Tilley, yes, in my opinion, you hit the nail on the head, the less AZZ do the better in this case.
A farm out with a major like Petrohawk would generally result in less up front costs (no capex in this case), and a partner with deep pockets, tons of resources, proven skills and experience in the play that any small O&G company would only dream of. Both are expected to share capex at a certain point however, but hopefully the deal is structured in a smart enough way to get them to the point of self funding future development post farm-in.
I guess AZZ thought they could do it with San Isidro, it was a higher risk, higher reward strategy.
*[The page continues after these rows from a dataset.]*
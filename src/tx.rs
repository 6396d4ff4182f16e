//! Transaction structures and consensus wire serialization.

use serde::{Deserialize, Serialize};

use crate::error::Result;
use crate::hash::sha256d;
use crate::script::Script;
use crate::ser::{ByteReader, compact_size_len, write_compact_size};

/// Sequence value that keeps lock-time enforcement active.
pub const SEQUENCE_WITH_LOCKTIME: u32 = 0xffff_fffe;
/// Final sequence; lock-time is ignored.
pub const SEQUENCE_FINAL: u32 = 0xffff_ffff;

/// A transaction id: the double-SHA-256 of the serialized transaction.
/// Displayed byte-reversed, matching explorer convention.
#[derive(Debug, Clone, Copy, PartialEq, Eq, Hash, Default, Serialize, Deserialize)]
pub struct TxId(pub [u8; 32]);

impl std::fmt::Display for TxId {
    fn fmt(&self, f: &mut std::fmt::Formatter<'_>) -> std::fmt::Result {
        let mut reversed = self.0;
        reversed.reverse();
        write!(f, "{}", hex::encode(reversed))
    }
}

/// A reference to one transaction output.
#[derive(Debug, Clone, Copy, PartialEq, Eq, Hash, Default, Serialize, Deserialize)]
pub struct OutPoint {
    pub txid: TxId,
    pub out_idx: u32,
}

impl OutPoint {
    pub fn new(txid: TxId, out_idx: u32) -> Self {
        Self { txid, out_idx }
    }

    pub fn write_to(&self, out: &mut Vec<u8>) {
        out.extend_from_slice(&self.txid.0);
        out.extend_from_slice(&self.out_idx.to_le_bytes());
    }
}

#[derive(Debug, Clone, PartialEq, Eq)]
pub struct TxInput {
    pub prev_out: OutPoint,
    pub script_sig: Script,
    pub sequence: u32,
}

impl TxInput {
    pub fn write_to(&self, out: &mut Vec<u8>) {
        self.prev_out.write_to(out);
        write_compact_size(out, self.script_sig.len() as u64);
        out.extend_from_slice(self.script_sig.bytecode());
        out.extend_from_slice(&self.sequence.to_le_bytes());
    }
}

#[derive(Debug, Clone, PartialEq, Eq, Serialize, Deserialize)]
pub struct TxOutput {
    pub sats: u64,
    pub script: Script,
}

impl TxOutput {
    pub fn write_to(&self, out: &mut Vec<u8>) {
        out.extend_from_slice(&self.sats.to_le_bytes());
        write_compact_size(out, self.script.len() as u64);
        out.extend_from_slice(self.script.bytecode());
    }

    pub fn serialized_len(&self) -> usize {
        8 + compact_size_len(self.script.len() as u64) + self.script.len()
    }

    pub fn read_from(reader: &mut ByteReader) -> Result<Self> {
        let sats = reader.read_u64_le()?;
        let script_len = reader.read_compact_size()? as usize;
        let script = Script::from_bytes(reader.take(script_len)?.to_vec());
        Ok(TxOutput { sats, script })
    }
}

/// Serialize a list of outputs without a leading count; the Oneshot covenant
/// commits to its enforced outputs in exactly this form.
pub fn serialize_outputs(outputs: &[TxOutput]) -> Vec<u8> {
    let mut out = Vec::new();
    for output in outputs {
        output.write_to(&mut out);
    }
    out
}

/// Parse a count-less output list, consuming the whole slice.
pub fn parse_outputs(data: &[u8]) -> Result<Vec<TxOutput>> {
    let mut reader = ByteReader::new(data);
    let mut outputs = Vec::new();
    while !reader.is_empty() {
        outputs.push(TxOutput::read_from(&mut reader)?);
    }
    Ok(outputs)
}

#[derive(Debug, Clone, PartialEq, Eq)]
pub struct Tx {
    pub version: i32,
    pub inputs: Vec<TxInput>,
    pub outputs: Vec<TxOutput>,
    pub locktime: u32,
}

impl Tx {
    pub fn serialize(&self) -> Vec<u8> {
        let mut out = Vec::new();
        out.extend_from_slice(&self.version.to_le_bytes());
        write_compact_size(&mut out, self.inputs.len() as u64);
        for input in &self.inputs {
            input.write_to(&mut out);
        }
        write_compact_size(&mut out, self.outputs.len() as u64);
        for output in &self.outputs {
            output.write_to(&mut out);
        }
        out.extend_from_slice(&self.locktime.to_le_bytes());
        out
    }

    pub fn serialized_size(&self) -> usize {
        self.serialize().len()
    }

    pub fn txid(&self) -> TxId {
        TxId(sha256d(&self.serialize()))
    }
}

#[cfg(test)]
mod tests {
    use super::*;

    fn sample_output() -> TxOutput {
        TxOutput {
            sats: 546,
            script: Script::p2pkh(&[0x11; 20]),
        }
    }

    #[test]
    fn output_roundtrip() {
        let output = sample_output();
        let mut buf = Vec::new();
        output.write_to(&mut buf);
        assert_eq!(buf.len(), output.serialized_len());
        let mut reader = ByteReader::new(&buf);
        assert_eq!(TxOutput::read_from(&mut reader).unwrap(), output);
    }

    #[test]
    fn outputs_list_roundtrip() {
        let outputs = vec![
            TxOutput {
                sats: 0,
                script: Script::from_bytes(vec![0x6a]),
            },
            sample_output(),
            sample_output(),
        ];
        let ser = serialize_outputs(&outputs);
        assert_eq!(parse_outputs(&ser).unwrap(), outputs);
    }

    #[test]
    fn txid_is_stable() {
        let tx = Tx {
            version: 2,
            inputs: vec![TxInput {
                prev_out: OutPoint::default(),
                script_sig: Script::new(),
                sequence: SEQUENCE_FINAL,
            }],
            outputs: vec![sample_output()],
            locktime: 0,
        };
        assert_eq!(tx.txid(), tx.txid());
        assert_eq!(tx.serialized_size(), tx.serialize().len());
    }
}
use anyhow::Context;
use axum::{
    Extension, Json,
    extract::{Path, State},
    http::StatusCode,
    response::IntoResponse,
};
use chrono::Utc;
use futures::TryStreamExt;
use mongodb::bson::{doc, oid::ObjectId};
use serde::Deserialize;
use serde_json::json;
use utoipa::ToSchema;
use utoipa_axum::router::OpenApiRouter;

use crate::{
    app_error::AppError,
    app_state::AppState,
    middleware::{self, AuthClaims},
    models::AdvertisementDoc,
};

/// Defines all advertisement routes. Submission requires a verified bearer
/// token; listings and the slider toggle are open.
pub fn routes_with_openapi() -> OpenApiRouter<AppState> {
    let public = OpenApiRouter::new()
        .routes(utoipa_axum::routes!(list_advertisements))
        .routes(utoipa_axum::routes!(slider_advertisements))
        .routes(utoipa_axum::routes!(seller_advertisements))
        .routes(utoipa_axum::routes!(toggle_slider));

    let protected = OpenApiRouter::new()
        .routes(utoipa_axum::routes!(create_advertisement))
        .route_layer(axum::middleware::from_fn(middleware::verify_token));

    utoipa_axum::router::OpenApiRouter::new().nest("/advertisements", public.merge(protected))
}

/// Fetch all advertisements (admin dashboard listing).
#[utoipa::path(
    get,
    path = "/",
    tags = ["Advertisements"],
    responses(
        (status = 200, description = "List all advertisements", body = Vec<AdvertisementDoc>)
    )
)]
async fn list_advertisements(State(state): State<AppState>) -> Result<impl IntoResponse, AppError> {
    let ads: Vec<AdvertisementDoc> = state
        .advertisements()
        .find(doc! {})
        .sort(doc! { "createdAt": -1 })
        .await
        .context("Failed to get advertisements")?
        .try_collect()
        .await
        .context("Failed to drain advertisements cursor")?;

    Ok(Json(ads))
}

/// Fetch the advertisements currently shown on the promotional slider.
#[utoipa::path(
    get,
    path = "/slider",
    tags = ["Advertisements"],
    responses(
        (status = 200, description = "Advertisements on the slider", body = Vec<AdvertisementDoc>)
    )
)]
async fn slider_advertisements(
    State(state): State<AppState>,
) -> Result<impl IntoResponse, AppError> {
    let ads: Vec<AdvertisementDoc> = state
        .advertisements()
        .find(doc! { "isOnSlider": true })
        .await
        .context("Failed to get slider advertisements")?
        .try_collect()
        .await
        .context("Failed to drain advertisements cursor")?;

    Ok(Json(ads))
}

/// Fetch every advertisement submitted by one seller.
#[utoipa::path(
    get,
    path = "/seller/{email}",
    tags = ["Advertisements"],
    params(
        ("email" = String, Path, description = "Seller email")
    ),
    responses(
        (status = 200, description = "The seller's advertisements", body = Vec<AdvertisementDoc>)
    )
)]
async fn seller_advertisements(
    Path(email): Path<String>,
    State(state): State<AppState>,
) -> Result<impl IntoResponse, AppError> {
    if email.trim().is_empty() {
        return Err(AppError::BadRequest("Seller email is required".into()));
    }

    let ads: Vec<AdvertisementDoc> = state
        .advertisements()
        .find(doc! { "sellerEmail": &email })
        .await
        .context("Failed to get seller advertisements")?
        .try_collect()
        .await
        .context("Failed to drain advertisements cursor")?;

    Ok(Json(ads))
}

#[derive(Deserialize, ToSchema)]
#[serde(rename_all = "camelCase")]
pub struct CreateAdvertisementReq {
    pub medicine_name: String,
    pub medicine_image: String,
    pub description: String,
    pub seller_email: String,
}

/// Submit an advertisement request. Ads start pending and off the slider;
/// an admin toggles slider visibility later.
#[utoipa::path(
    post,
    path = "/",
    tags = ["Advertisements"],
    security(("bearerAuth" = [])),
    request_body = CreateAdvertisementReq,
    responses(
        (status = 201, description = "Advertisement submitted"),
        (status = 400, description = "Missing required fields")
    )
)]
async fn create_advertisement(
    State(state): State<AppState>,
    Extension(claims): Extension<AuthClaims>,
    Json(body): Json<CreateAdvertisementReq>,
) -> Result<impl IntoResponse, AppError> {
    if body.medicine_name.trim().is_empty()
        || body.medicine_image.trim().is_empty()
        || body.description.trim().is_empty()
        || body.seller_email.trim().is_empty()
    {
        return Err(AppError::BadRequest("Missing required fields".into()));
    }

    let ad = AdvertisementDoc {
        id: None,
        medicine_name: body.medicine_name,
        medicine_image: body.medicine_image,
        description: body.description,
        seller_email: body.seller_email,
        is_on_slider: false,
        status: "pending".to_string(),
        created_at: Utc::now(),
    };

    let result = state
        .advertisements()
        .insert_one(&ad)
        .await
        .context("Failed to create advertisement")?;

    tracing::info!(
        seller = ad.seller_email,
        requested_by = ?claims.email,
        "Advertisement submitted"
    );

    Ok((
        StatusCode::CREATED,
        Json(json!({
            "message": "Advertisement added successfully",
            "adId": result.inserted_id,
        })),
    ))
}

/// Toggle an advertisement's slider visibility. Read-modify-write with no
/// concurrency guard: two simultaneous toggles race and the last write wins.
#[utoipa::path(
    patch,
    path = "/{id}/toggle-slider",
    tags = ["Advertisements"],
    params(
        ("id" = String, Path, description = "Id of the advertisement to toggle")
    ),
    responses(
        (status = 200, description = "Slider flag flipped"),
        (status = 400, description = "Malformed id"),
        (status = 404, description = "Unknown id")
    )
)]
async fn toggle_slider(
    Path(id): Path<String>,
    State(state): State<AppState>,
) -> Result<impl IntoResponse, AppError> {
    let oid = ObjectId::parse_str(&id)
        .map_err(|_| AppError::BadRequest("Invalid advertisement id".into()))?;

    let ads = state.advertisements();
    let ad = ads
        .find_one(doc! { "_id": oid })
        .await
        .context("Failed to get advertisement")?
        .ok_or(AppError::NotFound)?;

    let is_on_slider = !ad.is_on_slider;
    ads.update_one(
        doc! { "_id": oid },
        doc! { "$set": { "isOnSlider": is_on_slider } },
    )
    .await
    .context("Failed to update advertisement slider status")?;

    let message = if is_on_slider {
        "Advertisement added to slider"
    } else {
        "Advertisement removed from slider"
    };
    Ok(Json(json!({ "message": message, "isOnSlider": is_on_slider })))
}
AUT is valued at high amounts not just because of the farm in but because the shale is some of the best producing in the Eagle Ford, they have a quality cashed up partner in Hilcorp. Their acreage is much more proven and de-risked with a dozen wells. AZZ had a few dud wells, but a great one with Petrohawk. Should that success continue they will be re-rated with each successive well towards the same $30-40K figure for that term assignment, in my opinion.
AZZ have a lot of catching up to do to AUT and TXN, the balance is in AZZ's favour with no risk on future Eagle Ford drilling - it's a waiting game for the Petrohawk results and confirmation of working interest %.
JC has brought the company a long way from a few cents and on the brink 18-24 months ago to a company with 150M cash in bank and a free carry Eagle Ford interest in 110 wells. If he can do that with peanuts in the bank let's see what he can do with $150M in the bank.